The lines to return begin at the one containing "use gol_base::Result;" and end at the final line of the material; output them exactly and only them.
[Start of section]
use std::net::TcpListener;

use gol_base::Result;

const USAGE: &str = "usage: gol-worker-bin <listen-addr> <broker-registration-addr>";

fn main() {
    gol_cli::install_tracing();
    let mut args = std::env::args().skip(1);
    let listen_addr = gol_cli::next_arg(&mut args, USAGE);
    let broker_addr = gol_cli::next_arg(&mut args, USAGE);

    let code = gol_cli::exit_code(run(&listen_addr, &broker_addr));
    std::process::exit(code);
}

fn run(listen_addr: &str, broker_addr: &str) -> Result<()> {
    let listener = TcpListener::bind(listen_addr)?;
    let own_rpc_addr = listener.local_addr()?.to_string();

    let broker_addr = broker_addr.to_string();
    std::thread::spawn(move || gol_worker::register_forever(&broker_addr, &own_rpc_addr));

    gol_worker::serve(listener)
}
[End of section]
Answer to the problem:
use gol_base::Result;

const USAGE: &str = "usage: gol-worker-bin <listen-addr> <broker-registration-addr>";

fn main() {
    gol_cli::install_tracing();
    let mut args = std::env::args().skip(1);
    let listen_addr = gol_cli::next_arg(&mut args, USAGE);
    let broker_addr = gol_cli::next_arg(&mut args, USAGE);

    let code = gol_cli::exit_code(run(&listen_addr, &broker_addr));
    std::process::exit(code);
}

fn run(listen_addr: &str, broker_addr: &str) -> Result<()> {
    let listener = TcpListener::bind(listen_addr)?;
    let own_rpc_addr = listener.local_addr()?.to_string();

    let broker_addr = broker_addr.to_string();
    std::thread::spawn(move || gol_worker::register_forever(&broker_addr, &own_rpc_addr));

    gol_worker::serve(listener)
}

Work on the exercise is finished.